The program, "To Seal or Not To Seal: What You Don't Know Could Be on Purpose," is the latest in a series featuring perspectives from judges, attorneys and journalists.
It will be held from 5:30-6:30 p.m. at the San Diego County Bar Association's conference center (401 W. A St., Suite 120). A hosted cocktail reception at the W Hotel will follow from 6:30-7:30 p.m.
Panelists will discuss the life cycle of a civil case, including issues related to sealing files, protecting confidential proprietary or trade secret materials, closed hearings and confidential settlements.
"I think it's healthy and productive to talk about reasons why a party in a civil case would seek protection by sealing, so that their trade secrets or other proprietary information is not publicly disposed," said San Diego attorney Pat Swan, a partner with the law firm Jones Day and a member of the panel.
"There's definitely often a difference of opinion, and maybe a lack of understanding, as to why attorneys in a case would ask for something to be sealed.
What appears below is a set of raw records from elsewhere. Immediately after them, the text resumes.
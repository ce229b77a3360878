//! Run orchestrator: the per-message pipeline and its transactional
//! envelope.
//!
//! `Worker::run` never propagates errors. Every failure inside an attempt
//! is caught once here: the envelope is rolled back and, when the command
//! record already existed, a failure record with the captured error is
//! written in its place. Failure visibility lives in the stored
//! stage/status fields, not in queue-level nacks — messages are always
//! acknowledged by the consuming side.

use std::sync::Arc;
use std::sync::atomic::AtomicBool;

use anyhow::{Context, Result, bail};
use tracing::{debug, error, info, warn};

use crate::admission;
use crate::channel::{self, ALL_TOKEN, ChannelParts, DecodedChannel};
use crate::config::Config;
use crate::db::Db;
use crate::domain::{AgentScope, CommandStatus, JobCommand, JobMessage, JobRun, RunScope, Stage};
use crate::exec::{self, ExecContext};
use crate::parser;
use crate::process::{ProcessLauncher, ShellLauncher};
use crate::store::{
    AgentRepository, CommandRepository, OutputRepository, RootDomainRepository, RunnerRepository,
    SubdomainRepository, TargetRepository, UnitOfWork,
};

/// Processes job messages one at a time, end to end
pub struct Worker {
    db: Db,
    config: Config,
    launcher: Arc<dyn ProcessLauncher>,
    cancel: Arc<AtomicBool>,
}

impl Worker {
    pub fn new(db: Db, config: Config) -> Self {
        let launcher = Arc::new(ShellLauncher::new(
            config.shell.clone(),
            config.read_timeout(),
        ));
        Self::with_launcher(db, config, launcher)
    }

    /// Construct with a custom process launcher (tests)
    pub fn with_launcher(db: Db, config: Config, launcher: Arc<dyn ProcessLauncher>) -> Self {
        Self {
            db,
            config,
            launcher,
            cancel: Arc::new(AtomicBool::new(false)),
        }
    }

    /// Shared stop flag; setting it makes an in-flight execution loop
    /// terminate its process and wind down
    pub fn cancel_flag(&self) -> Arc<AtomicBool> {
        self.cancel.clone()
    }

    /// Process one queue message. All-or-nothing at the storage layer;
    /// never returns an error to the message-consumption side.
    pub async fn run(&self, msg: &JobMessage) {
        let runners = RunnerRepository::new(self.db.clone());

        // A message for an unknown or already-removed run is dropped, not
        // an error: redelivery after a runner was cleaned up is normal.
        let run = match runners.get(&msg.channel) {
            Ok(Some(run)) => run,
            Ok(None) => {
                debug!("dropping message for unknown channel {}", msg.channel);
                return;
            }
            Err(e) => {
                error!("failed to resolve channel {}: {:#}", msg.channel, e);
                return;
            }
        };

        let mut uow = UnitOfWork::begin(self.db.clone());

        // Decode failures happen before a command record exists; they leave
        // no trace beyond the log (redelivery retries from scratch).
        let decoded = match channel::decode(&self.db, &msg.channel, &msg.payload) {
            Ok(decoded) => decoded,
            Err(e) => {
                uow.rollback();
                warn!("channel {}: decode failed: {}", msg.channel, e);
                return;
            }
        };

        if run.stage == Stage::Enqueued {
            runners.stage_advance(&mut uow, &run.channel);
        }

        let mut cmd = JobCommand::new(&run.channel, &msg.command, msg.number, msg.server_number);
        let commands = CommandRepository::new(self.db.clone());

        let outcome = self.attempt(&run, &decoded, &cmd, &mut uow).await;

        match outcome {
            Ok(status) => {
                cmd.status = status;
                if status == CommandStatus::Success {
                    self.stage_mark_ran(&run, &decoded, &mut uow);
                }
                commands.stage_insert(&mut uow, &cmd);
                match uow.commit() {
                    Ok(_) => {
                        info!("channel {}: command {} finished {}", run.channel, cmd.id, status);
                    }
                    Err(e) => self.record_failure(&commands, cmd, &e),
                }
            }
            Err(e) => {
                uow.rollback();
                self.record_failure(&commands, cmd, &e);
            }
        }
    }

    /// Steps 6-7 of the pipeline: admission check, then the execution loop
    async fn attempt(
        &self,
        run: &JobRun,
        decoded: &DecodedChannel,
        cmd: &JobCommand,
        uow: &mut UnitOfWork,
    ) -> Result<CommandStatus> {
        if run.allow_skip
            && admission::should_skip(
                run,
                &decoded.agent,
                Some(&decoded.target),
                decoded.root_domain.as_ref(),
                decoded.subdomain.as_ref(),
            )
        {
            info!("channel {}: skipped by admission rules", run.channel);
            return Ok(CommandStatus::Skipped);
        }

        let parser = parser::build(&decoded.agent, &self.config)?;
        let mut process = self.launcher.launch(&cmd.command)?;

        let runners = RunnerRepository::new(self.db.clone());
        let outputs = OutputRepository::new(self.db.clone());
        let mut ctx = ExecContext {
            runners: &runners,
            outputs: &outputs,
            uow,
            channel: &run.channel,
            command_id: &cmd.id,
            rendered: &cmd.command,
            target: &decoded.target.name,
            root_domain: decoded.root_domain.as_ref().map(|r| r.name.as_str()),
            subdomain: decoded.subdomain.as_ref().map(|s| s.name.as_str()),
            cancel: &self.cancel,
        };

        exec::execute(process.as_mut(), parser.as_ref(), &mut ctx).await
    }

    /// Append the agent to the addressed entity's ran-before ledger
    fn stage_mark_ran(&self, run: &JobRun, decoded: &DecodedChannel, uow: &mut UnitOfWork) {
        let agent = &decoded.agent.name;
        match run.scope.level() {
            AgentScope::Target => {
                TargetRepository::new(self.db.clone()).stage_mark_ran(
                    uow,
                    &decoded.target.name,
                    agent,
                );
            }
            AgentScope::RootDomain => {
                if let Some(root) = &decoded.root_domain {
                    RootDomainRepository::new(self.db.clone()).stage_mark_ran(
                        uow,
                        &root.target,
                        &root.name,
                        agent,
                    );
                }
            }
            AgentScope::Subdomain => {
                if let Some(sub) = &decoded.subdomain {
                    SubdomainRepository::new(self.db.clone()).stage_mark_ran(
                        uow,
                        &sub.target,
                        &sub.root_domain,
                        &sub.name,
                        agent,
                    );
                }
            }
        }
    }

    /// The envelope is gone; persist the attempt as failed with the
    /// captured error so the failure stays visible
    fn record_failure(&self, commands: &CommandRepository, mut cmd: JobCommand, err: &anyhow::Error) {
        error!("channel {}: attempt failed: {:#}", cmd.channel, err);
        cmd.status = CommandStatus::Failed;
        cmd.error = Some(format!("{:#}", err));
        if let Err(e) = commands.insert_now(&cmd) {
            error!("channel {}: could not record failure: {:#}", cmd.channel, e);
        }
    }
}

/// Create the run handle for a job and the message a queue producer would
/// deliver for it.
///
/// The run scope derives from the agent's declared level plus whether any
/// segment fans out with the `all` token. The rendered command lands on the
/// message; the worker itself never renders templates.
pub fn enqueue(
    db: &Db,
    agent_name: &str,
    target_name: &str,
    root_domain: Option<&str>,
    subdomain: Option<&str>,
    allow_skip: bool,
    number: i64,
    server_number: i64,
) -> Result<(JobRun, JobMessage)> {
    let agent = AgentRepository::new(db.clone())
        .get(agent_name)?
        .with_context(|| format!("unknown agent `{}`", agent_name))?;
    if TargetRepository::new(db.clone()).get(target_name)?.is_none() && target_name != ALL_TOKEN {
        bail!("unknown target `{}`", target_name);
    }

    let run_id = chrono::Utc::now().format("%Y%m%d.%H%M%S").to_string();
    let mut segments = vec![run_id.as_str(), agent_name, target_name];
    if let Some(root) = root_domain {
        segments.push(root);
    }
    if let Some(sub) = subdomain {
        segments.push(sub);
    }
    let channel = segments.join("_");

    let scope = RunScope::derive(agent.scope, ChannelParts::has_all_segment(&channel));
    let mut run = JobRun::new(&channel, agent_name, scope);
    run.allow_skip = allow_skip;
    RunnerRepository::new(db.clone()).insert(&run)?;

    let command = agent.render_command(target_name, root_domain, subdomain);
    let message = JobMessage {
        channel,
        payload: String::new(),
        command,
        number,
        server_number,
    };

    Ok((run, message))
}

#[cfg(test)]
mod tests {
    use super::*;
    use crate::domain::{Agent, Target};
    use tempfile::tempdir;

    #[test]
    fn test_enqueue_derives_scope_and_renders_command() {
        let dir = tempdir().unwrap();
        let db = Db::open(&dir.path().join("worker.db")).unwrap();

        AgentRepository::new(db.clone())
            .upsert(&Agent::new(
                "sub-enum",
                "sub-enum -d {rootdomain}",
                AgentScope::RootDomain,
            ))
            .unwrap();
        TargetRepository::new(db.clone())
            .insert(&Target::new("acme"))
            .unwrap();

        let (run, msg) =
            enqueue(&db, "sub-enum", "acme", Some("example.com"), None, true, 1, 1).unwrap();
        assert_eq!(run.scope, RunScope::CurrentRootDomain);
        assert_eq!(run.stage, Stage::Enqueued);
        assert_eq!(msg.command, "sub-enum -d example.com");
        assert!(msg.channel.ends_with("_sub-enum_acme_example.com"));

        // Fan-out over every root domain of the target
        let (run, _msg) = enqueue(&db, "sub-enum", "acme", Some("all"), None, true, 1, 1).unwrap();
        assert_eq!(run.scope, RunScope::AllRootDomains);
    }

    #[test]
    fn test_enqueue_rejects_unknown_names() {
        let dir = tempdir().unwrap();
        let db = Db::open(&dir.path().join("worker.db")).unwrap();
        TargetRepository::new(db.clone())
            .insert(&Target::new("acme"))
            .unwrap();

        assert!(enqueue(&db, "ghost", "acme", None, None, true, 1, 1).is_err());

        AgentRepository::new(db.clone())
            .upsert(&Agent::new("ASN", "asn-lookup {target}", AgentScope::Target))
            .unwrap();
        assert!(enqueue(&db, "ASN", "ghost", None, None, true, 1, 1).is_err());
    }
}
I don't think I've ever had a case where the press has ever agreed that sealing is appropriate because it obviously limits their ability to report on the facts."
Swan, however, said the press plays a valuable role in presenting a contrary opinion. He is a trial lawyer and represents clients in complex civil and criminal litigation.
San Diego Superior Court Judge Kevin Enright, business litigator Mike Battin of Navigato & Battin, and U-T San Diego reporter Teri Figueroa will join Swan on the panel. San Diego Superior Court Judge Joan Weber will moderate the discussion.
Panelists will talk about both sides of a fictitious case and address the issues lawyers, judges and media need to be aware of when a case arises with big business implications.
"There are cases where it is absolutely appropriate to seal certain parts of the record," Swan said, "but it is the exception and not the rule. I think the public should feel comfortable that the court zealously protects the public's right to know, and the presumption is that court cases are open to the public."